Mr Robinson said that recent rain had saturated the soil across Sydney, apparently allowing the midges to spread beyond their traditional habitats.
Their life cycle takes between three and 10 weeks, and it is the female adults that feed on our blood to obtain protein to produce eggs.
Sandflies usually stay near their breeding grounds.
''But whenever there is wind blowing from the east you get some blowing inland,'' Mr Robinson said. ''If they find suitable conditions to lay eggs, they will.''
People who live in sandfly-infested areas build up some immunity, and so it is tourists and newcomers to an area who are usually most affected, the department of medical entomology at Westmead Hospital said.

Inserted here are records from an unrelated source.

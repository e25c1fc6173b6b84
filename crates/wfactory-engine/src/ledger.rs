//! Fixed-capacity ring of materialized instances, one per template.

use std::sync::Arc;

use chrono::{DateTime, Utc};
use serde::Serialize;
use wfactory_graph::Instance;

/// A published instance together with its ledger bookkeeping.
#[derive(Debug, Clone, PartialEq, Serialize)]
pub struct InstanceRecord {
  pub slot: usize,
  /// 1-based creation counter for the template; later creations have
  /// larger sequences.
  pub sequence: u64,
  pub created_at: DateTime<Utc>,
  #[serde(flatten)]
  pub instance: Instance,
}

/// A slot handed out to one creation.
#[derive(Debug, Clone, Copy, PartialEq, Eq)]
pub(crate) struct Reservation {
  pub slot: usize,
  pub sequence: u64,
}

#[derive(Debug)]
pub(crate) struct InstanceLedger {
  current: usize,
  created: u64,
  slots: Vec<Option<Arc<InstanceRecord>>>,
}

impl InstanceLedger {
  pub fn new(capacity: usize) -> Self {
    Self {
      current: 0,
      created: 0,
      slots: vec![None; capacity],
    }
  }

  pub fn capacity(&self) -> usize {
    self.slots.len()
  }

  /// Advance the ring and claim the next slot.
  ///
  /// The first reservation lands on slot 0.
  pub fn reserve(&mut self) -> Reservation {
    if self.created > 0 {
      self.current = (self.current + 1) % self.capacity();
    }
    self.created += 1;
    Reservation {
      slot: self.current,
      sequence: self.created,
    }
  }

  /// Store a record in its slot unless a newer record already occupies it.
  pub fn publish(&mut self, record: Arc<InstanceRecord>) -> bool {
    let Some(slot) = self.slots.get_mut(record.slot) else {
      return false;
    };
    if let Some(existing) = slot
      && existing.sequence > record.sequence
    {
      return false;
    }
    *slot = Some(record);
    true
  }

  pub fn get(&self, slot: usize) -> Option<Arc<InstanceRecord>> {
    self.slots.get(slot).and_then(Clone::clone)
  }

  pub fn snapshot(&self, template: &str) -> LedgerSnapshot {
    LedgerSnapshot {
      template: template.to_string(),
      current: self.current,
      capacity: self.capacity(),
      created: self.created,
      slots: self.slots.clone(),
    }
  }
}

/// Point-in-time view of a template's ledger.
#[derive(Debug, Clone, Serialize)]
pub struct LedgerSnapshot {
  pub template: String,
  /// Slot of the most recent reservation.
  pub current: usize,
  pub capacity: usize,
  /// Total creations so far, including overwritten ones.
  pub created: u64,
  pub slots: Vec<Option<Arc<InstanceRecord>>>,
}

impl LedgerSnapshot {
  /// Occupied slots in slot order.
  pub fn occupied(&self) -> impl Iterator<Item = &Arc<InstanceRecord>> {
    self.slots.iter().flatten()
  }
}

Some sensitive people can develop severe local reactions and blisters that can last days or even weeks, and they may require treatment with antihistamines. A cold snap or dry conditions could spell the end for roving sandflies.
Meanwhile, scientists are placing a flock of chickens around 10 northern Victorian towns under a government-funded program to test for the spread of mosquito-borne viruses.
The chickens are being bitten by south-bound mosquitoes and scientists will check them for such viruses as Barmah forest virus and the potentially fatal Murray Valley encephalitis.